[Dataset entries]
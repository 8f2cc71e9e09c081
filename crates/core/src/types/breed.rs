//! Dog breed labels.
//!
//! Breeds show up in two forms:
//!
//! - Derived from an image URL returned by the image provider
//!   (`.../breeds/retriever-golden/n02.jpg` → `"retriever golden"`),
//!   see [`breed_from_image_url`].
//! - Typed by an admin and normalized into the provider's lookup form
//!   (`"Shiba Inu"` → `"shiba-inu"`), see [`Breed::normalize`].

use std::sync::LazyLock;

use core::fmt;

use regex::Regex;
use serde::{Deserialize, Serialize};

/// Label recorded when no breed segment can be found in an image URL.
pub const UNKNOWN_BREED: &str = "unknown";

/// Matches the path segment immediately following `breeds/`.
static BREED_SEGMENT: LazyLock<Regex> = LazyLock::new(|| {
    #[allow(clippy::unwrap_used)] // Pattern is a compile-time constant
    Regex::new(r"breeds/([^/]+)").unwrap()
});

/// Matches runs of whitespace in admin input.
static WHITESPACE_RUN: LazyLock<Regex> = LazyLock::new(|| {
    #[allow(clippy::unwrap_used)] // Pattern is a compile-time constant
    Regex::new(r"\s+").unwrap()
});

/// Extract a human-readable breed label from an image URL.
///
/// Takes the segment after `breeds/` and replaces its first hyphen with a
/// space. Only the first hyphen is replaced, so a segment such as
/// `"a-b-c"` becomes `"a b-c"`. Returns [`UNKNOWN_BREED`] when the URL has no
/// breed segment.
///
/// ```
/// use adopt_a_dog_core::breed_from_image_url;
///
/// assert_eq!(
///     breed_from_image_url("https://images.dog.ceo/breeds/retriever-golden/n02.jpg"),
///     "retriever golden"
/// );
/// assert_eq!(breed_from_image_url("https://example.com/dog.jpg"), "unknown");
/// ```
#[must_use]
pub fn breed_from_image_url(url: &str) -> String {
    BREED_SEGMENT
        .captures(url)
        .and_then(|caps| caps.get(1))
        .map_or_else(
            || UNKNOWN_BREED.to_string(),
            |segment| segment.as_str().replacen('-', " ", 1),
        )
}

/// Errors that can occur when normalizing breed input.
#[derive(thiserror::Error, Debug, Clone, PartialEq, Eq)]
pub enum BreedError {
    /// The input is empty or only whitespace.
    #[error("dog breed is required")]
    Empty,
    /// The input contains something other than letters, digits, spaces and
    /// hyphens, and cannot be used as a lookup path segment.
    #[error("dog breed may only contain letters, digits, spaces and hyphens")]
    InvalidCharacter,
}

/// A breed in the image provider's lookup form.
///
/// Lowercase with whitespace runs collapsed to single hyphens. This value is
/// both the provider path segment and the label stored on records created
/// from the admin form.
#[derive(Debug, Clone, Serialize, Deserialize, PartialEq, Eq, Hash)]
#[serde(transparent)]
pub struct Breed(String);

impl Breed {
    /// Normalize free-form admin input into lookup form.
    ///
    /// Leading and trailing whitespace is trimmed before the internal
    /// whitespace runs are collapsed.
    ///
    /// ```
    /// use adopt_a_dog_core::Breed;
    ///
    /// assert_eq!(Breed::normalize("Shiba Inu").unwrap().as_str(), "shiba-inu");
    /// assert!(Breed::normalize("   ").is_err());
    /// ```
    ///
    /// # Errors
    ///
    /// Returns [`BreedError::Empty`] for blank input and
    /// [`BreedError::InvalidCharacter`] if anything but ASCII letters,
    /// digits, whitespace and hyphens remains.
    pub fn normalize(input: &str) -> Result<Self, BreedError> {
        let trimmed = input.trim();
        if trimmed.is_empty() {
            return Err(BreedError::Empty);
        }

        let lowered = trimmed.to_lowercase();
        let normalized = WHITESPACE_RUN.replace_all(&lowered, "-");
        if !normalized
            .chars()
            .all(|c| c.is_ascii_lowercase() || c.is_ascii_digit() || c == '-')
        {
            return Err(BreedError::InvalidCharacter);
        }

        Ok(Self(normalized.into_owned()))
    }

    /// Get the breed as a string slice.
    #[must_use]
    pub fn as_str(&self) -> &str {
        &self.0
    }

    /// Consume the breed, returning the inner string.
    #[must_use]
    pub fn into_inner(self) -> String {
        self.0
    }
}

impl fmt::Display for Breed {
    fn fmt(&self, f: &mut fmt::Formatter<'_>) -> fmt::Result {
        f.write_str(&self.0)
    }
}

impl AsRef<str> for Breed {
    fn as_ref(&self) -> &str {
        &self.0
    }
}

[TASK INSTRUCTIONS] Give the data again, unchanged in every line.

[RESPONSE BELOW]
repository 8f2cc71e9e09c081
filename crates/core/src/types/breed.rs
//! Dog breed labels.
//!
//! Breeds show up in two forms:
//!
//! - Derived from an image URL returned by the image provider
//!   (`.../breeds/retriever-golden/n02.jpg` → `"retriever golden"`),
//!   see [`breed_from_image_url`].
//! - Typed by an admin and normalized into the provider's lookup form
//!   (`"Shiba Inu"` → `"shiba-inu"`), see [`Breed::normalize`].

use std::sync::LazyLock;

use core::fmt;

use regex::Regex;
use serde::{Deserialize, Serialize};

/// Label recorded when no breed segment can be found in an image URL.
pub const UNKNOWN_BREED: &str = "unknown";

/// Matches the path segment immediately following `breeds/`.
static BREED_SEGMENT: LazyLock<Regex> = LazyLock::new(|| {
    #[allow(clippy::unwrap_used)] // Pattern is a compile-time constant
    Regex::new(r"breeds/([^/]+)").unwrap()
});

/// Matches runs of whitespace in admin input.
static WHITESPACE_RUN: LazyLock<Regex> = LazyLock::new(|| {
    #[allow(clippy::unwrap_used)] // Pattern is a compile-time constant
    Regex::new(r"\s+").unwrap()
});

/// Extract a human-readable breed label from an image URL.
///
/// Takes the segment after `breeds/` and replaces its first hyphen with a
/// space. Only the first hyphen is replaced, so a segment such as
/// `"a-b-c"` becomes `"a b-c"`. Returns [`UNKNOWN_BREED`] when the URL has no
/// breed segment.
///
/// ```
/// use adopt_a_dog_core::breed_from_image_url;
///
/// assert_eq!(
///     breed_from_image_url("https://images.dog.ceo/breeds/retriever-golden/n02.jpg"),
///     "retriever golden"
/// );
/// assert_eq!(breed_from_image_url("https://example.com/dog.jpg"), "unknown");
/// ```
#[must_use]
pub fn breed_from_image_url(url: &str) -> String {
    BREED_SEGMENT
        .captures(url)
        .and_then(|caps| caps.get(1))
        .map_or_else(
            || UNKNOWN_BREED.to_string(),
            |segment| segment.as_str().replacen('-', " ", 1),
        )
}

/// Errors that can occur when normalizing breed input.
#[derive(thiserror::Error, Debug, Clone, PartialEq, Eq)]
pub enum BreedError {
    /// The input is empty or only whitespace.
    #[error("dog breed is required")]
    Empty,
    /// The input contains something other than letters, digits, spaces and
    /// hyphens, and cannot be used as a lookup path segment.
    #[error("dog breed may only contain letters, digits, spaces and hyphens")]
    InvalidCharacter,
}

/// A breed in the image provider's lookup form.
///
/// Lowercase with whitespace runs collapsed to single hyphens. This value is
/// both the provider path segment and the label stored on records created
/// from the admin form.
#[derive(Debug, Clone, Serialize, Deserialize, PartialEq, Eq, Hash)]
#[serde(transparent)]
pub struct Breed(String);

impl Breed {
    /// Normalize free-form admin input into lookup form.
    ///
    /// Leading and trailing whitespace is trimmed before the internal
    /// whitespace runs are collapsed.
    ///
    /// ```
    /// use adopt_a_dog_core::Breed;
    ///
    /// assert_eq!(Breed::normalize("Shiba Inu").unwrap().as_str(), "shiba-inu");
    /// assert!(Breed::normalize("   ").is_err());
    /// ```
    ///
    /// # Errors
    ///
    /// Returns [`BreedError::Empty`] for blank input and
    /// [`BreedError::InvalidCharacter`] if anything but ASCII letters,
    /// digits, whitespace and hyphens remains.
    pub fn normalize(input: &str) -> Result<Self, BreedError> {
        let trimmed = input.trim();
        if trimmed.is_empty() {
            return Err(BreedError::Empty);
        }

        let lowered = trimmed.to_lowercase();
        let normalized = WHITESPACE_RUN.replace_all(&lowered, "-");
        if !normalized
            .chars()
            .all(|c| c.is_ascii_lowercase() || c.is_ascii_digit() || c == '-')
        {
            return Err(BreedError::InvalidCharacter);
        }

        Ok(Self(normalized.into_owned()))
    }

    /// Get the breed as a string slice.
    #[must_use]
    pub fn as_str(&self) -> &str {
        &self.0
    }

    /// Consume the breed, returning the inner string.
    #[must_use]
    pub fn into_inner(self) -> String {
        self.0
    }
}

impl fmt::Display for Breed {
    fn fmt(&self, f: &mut fmt::Formatter<'_>) -> fmt::Result {
        f.write_str(&self.0)
    }
}

impl AsRef<str> for Breed {
    fn as_ref(&self) -> &str {
        &self.0
    }
}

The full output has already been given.